> **The data**
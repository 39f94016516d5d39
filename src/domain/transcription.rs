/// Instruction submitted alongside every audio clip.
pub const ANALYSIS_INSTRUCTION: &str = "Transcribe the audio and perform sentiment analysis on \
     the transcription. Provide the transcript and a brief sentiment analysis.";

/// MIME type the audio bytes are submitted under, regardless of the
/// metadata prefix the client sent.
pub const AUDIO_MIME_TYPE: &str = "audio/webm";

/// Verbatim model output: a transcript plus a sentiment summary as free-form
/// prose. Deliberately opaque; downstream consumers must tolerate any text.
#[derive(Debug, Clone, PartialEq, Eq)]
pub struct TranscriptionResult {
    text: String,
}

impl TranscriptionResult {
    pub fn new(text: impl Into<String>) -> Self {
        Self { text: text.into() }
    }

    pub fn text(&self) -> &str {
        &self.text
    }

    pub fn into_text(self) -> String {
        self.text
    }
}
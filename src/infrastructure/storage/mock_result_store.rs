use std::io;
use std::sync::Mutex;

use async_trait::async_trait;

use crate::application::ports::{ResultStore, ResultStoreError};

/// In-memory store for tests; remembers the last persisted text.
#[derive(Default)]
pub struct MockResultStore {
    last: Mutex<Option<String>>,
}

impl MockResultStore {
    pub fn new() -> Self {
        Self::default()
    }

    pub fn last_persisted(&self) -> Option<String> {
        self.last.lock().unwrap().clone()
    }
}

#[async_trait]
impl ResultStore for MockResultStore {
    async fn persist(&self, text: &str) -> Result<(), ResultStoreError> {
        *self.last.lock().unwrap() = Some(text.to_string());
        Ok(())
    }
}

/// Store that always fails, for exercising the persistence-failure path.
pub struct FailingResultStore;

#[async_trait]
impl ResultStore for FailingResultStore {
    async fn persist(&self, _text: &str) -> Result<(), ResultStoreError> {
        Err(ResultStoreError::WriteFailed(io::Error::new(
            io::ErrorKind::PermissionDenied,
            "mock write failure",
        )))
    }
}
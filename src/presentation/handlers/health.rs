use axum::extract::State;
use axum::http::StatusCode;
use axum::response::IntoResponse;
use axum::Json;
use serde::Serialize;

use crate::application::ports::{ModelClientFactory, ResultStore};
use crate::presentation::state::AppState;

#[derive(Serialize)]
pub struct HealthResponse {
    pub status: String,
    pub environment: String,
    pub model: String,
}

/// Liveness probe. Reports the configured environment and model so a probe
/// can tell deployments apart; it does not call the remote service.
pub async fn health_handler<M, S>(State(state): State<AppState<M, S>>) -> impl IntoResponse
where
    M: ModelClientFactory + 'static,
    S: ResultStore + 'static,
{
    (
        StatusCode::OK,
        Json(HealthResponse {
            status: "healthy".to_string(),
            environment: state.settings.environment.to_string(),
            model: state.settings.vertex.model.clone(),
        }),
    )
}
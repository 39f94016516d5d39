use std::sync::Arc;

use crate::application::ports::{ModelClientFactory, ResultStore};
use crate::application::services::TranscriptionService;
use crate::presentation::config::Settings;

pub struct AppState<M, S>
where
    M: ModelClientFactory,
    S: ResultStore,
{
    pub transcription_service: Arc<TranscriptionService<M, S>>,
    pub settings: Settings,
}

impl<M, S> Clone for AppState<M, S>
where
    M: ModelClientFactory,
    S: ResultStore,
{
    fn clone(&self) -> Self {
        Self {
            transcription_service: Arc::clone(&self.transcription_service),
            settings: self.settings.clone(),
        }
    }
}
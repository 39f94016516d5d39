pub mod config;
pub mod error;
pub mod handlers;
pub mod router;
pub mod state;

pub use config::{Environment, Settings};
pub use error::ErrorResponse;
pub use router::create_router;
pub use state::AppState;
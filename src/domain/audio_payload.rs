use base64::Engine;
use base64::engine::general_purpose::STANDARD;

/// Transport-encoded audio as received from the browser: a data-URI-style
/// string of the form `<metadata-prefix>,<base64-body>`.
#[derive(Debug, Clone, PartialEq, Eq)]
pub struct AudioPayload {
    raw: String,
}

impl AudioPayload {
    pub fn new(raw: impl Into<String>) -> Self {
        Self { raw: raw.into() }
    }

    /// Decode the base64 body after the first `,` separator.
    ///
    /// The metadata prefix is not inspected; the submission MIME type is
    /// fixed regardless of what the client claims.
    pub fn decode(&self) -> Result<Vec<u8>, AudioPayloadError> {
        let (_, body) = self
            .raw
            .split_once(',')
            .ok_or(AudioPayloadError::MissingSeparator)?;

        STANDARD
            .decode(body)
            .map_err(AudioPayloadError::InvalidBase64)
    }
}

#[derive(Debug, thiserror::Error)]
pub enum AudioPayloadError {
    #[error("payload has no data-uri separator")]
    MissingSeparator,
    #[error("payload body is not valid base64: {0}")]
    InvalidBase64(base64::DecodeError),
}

> **Work item**
Copy whichever lines of the records above contain the word "submitted".

> **Expected output**
/// Instruction submitted alongside every audio clip.
/// MIME type the audio bytes are submitted under, regardless of the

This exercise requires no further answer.